Hollogne-sur-Geer fera construire l’école et le logement de l’instituteur.

Les Seigneuries de Hollogne, Boëlhe et Darion

En 1493, les Seigneuries hautes, moyennes et basses de Hollogne, de Boëlhe et de Darion sont estimées à 207 mesures d’épeautre.

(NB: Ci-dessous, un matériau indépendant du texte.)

//! Lognormal (Black-Scholes) simulation model.

use chrono::NaiveDate;

use crate::models::{year_fraction, SimulModel};

/// Constant-volatility lognormal dynamics with a flat rate:
/// `dS/S = r dt + v dW`, simulated exactly on the event-date grid.
#[derive(Debug, Clone)]
pub struct BlackScholes {
    spot: f64,
    vol: f64,
    rate: f64,
    /// `r - v^2/2`, the drift of `log S`.
    drift: f64,

    // Time grid, set by `init_sim_dates`.
    time0: bool,
    times: Vec<f64>,
    dt: Vec<f64>,
    sqrt_dt: Vec<f64>,
}

impl BlackScholes {
    pub fn new(spot: f64, vol: f64, rate: f64) -> Self {
        Self {
            spot,
            vol,
            rate,
            drift: rate - 0.5 * vol * vol,
            time0: false,
            times: Vec::new(),
            dt: Vec::new(),
            sqrt_dt: Vec::new(),
        }
    }

    pub fn spot(&self) -> f64 {
        self.spot
    }

    pub fn vol(&self) -> f64 {
        self.vol
    }

    pub fn rate(&self) -> f64 {
        self.rate
    }
}

impl SimulModel for BlackScholes {
    fn init_sim_dates(&mut self, today: NaiveDate, dates: &[NaiveDate]) {
        self.time0 = dates.first() == Some(&today);
        self.times = dates.iter().map(|&d| year_fraction(today, d)).collect();

        self.dt.clear();
        self.dt.push(self.times[0]);
        for i in 1..self.times.len() {
            self.dt.push(self.times[i] - self.times[i - 1]);
        }
        self.sqrt_dt = self.dt.iter().map(|&dt| dt.sqrt()).collect();
    }

    fn dim(&self) -> usize {
        self.times.len() - usize::from(self.time0)
    }

    fn apply_sde(&self, gauss: &[f64], spots: &mut [f64], numeraires: &mut [f64]) {
        for (num, &t) in numeraires.iter_mut().zip(&self.times) {
            *num = (self.rate * t).exp();
        }

        let mut step = 0;
        spots[0] = if self.time0 {
            self.spot
        } else {
            let g = gauss[step];
            step += 1;
            self.spot * (self.drift * self.dt[0] + self.vol * self.sqrt_dt[0] * g).exp()
        };

        for i in 1..self.times.len() {
            let g = gauss[step];
            step += 1;
            spots[i] =
                spots[i - 1] * (self.drift * self.dt[i] + self.vol * self.sqrt_dt[i] * g).exp();
        }
    }
}
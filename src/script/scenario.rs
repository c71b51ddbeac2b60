//! Simulated market data consumed by the evaluators.

/// One event date's market observation.
#[derive(Debug, Clone, Copy, PartialEq)]
pub struct SimulData<T> {
    /// Simulated underlying price.
    pub spot: T,
    /// Discounting denominator; always positive.
    pub numeraire: T,
}

/// One path: a `SimulData` per event date, in the product's date order.
pub type Scenario<T> = Vec<SimulData<T>>;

Les cens seigneuriaux sont estimés à 90 florins liégeois.

L’emprunt de l’An IV (Oreye)

En 1796 (An IV) des habitants d’Oreye participent à un emprunt « forcé », établi proportionnellement à leur fortune présumée:

  • LEBURTON Jean, fermier: 11.000 florins
  • DIRICK Joseph, fermier: 11.000 florins
  • BOTTY Paschal, fermier: 9.000 florins
  • La veuve FLABA Lambert, fermière: 8.000 florins
  • LAMARCHE Joseph, arpenteur, 100 florins
  • CABU Nicolas, meunier: 100 florins
  • GERARD Jean, petit fermier: 100 florins

L’abbé de Saint-Trond veut racheter des terres (Oreye)

En 1601, l’abbé de Saint-Trond, BETTEN Léonard, entame des négociations avec les héritiers de VAN DER ERTWECK Denis, de Liège, pour racheter des terres sises à Oreye. Le prix est fixé à 6.100 florins du Brabant. Il s’engage à le payer par une rente annuelle de 406 florins (en +/- 15 ans).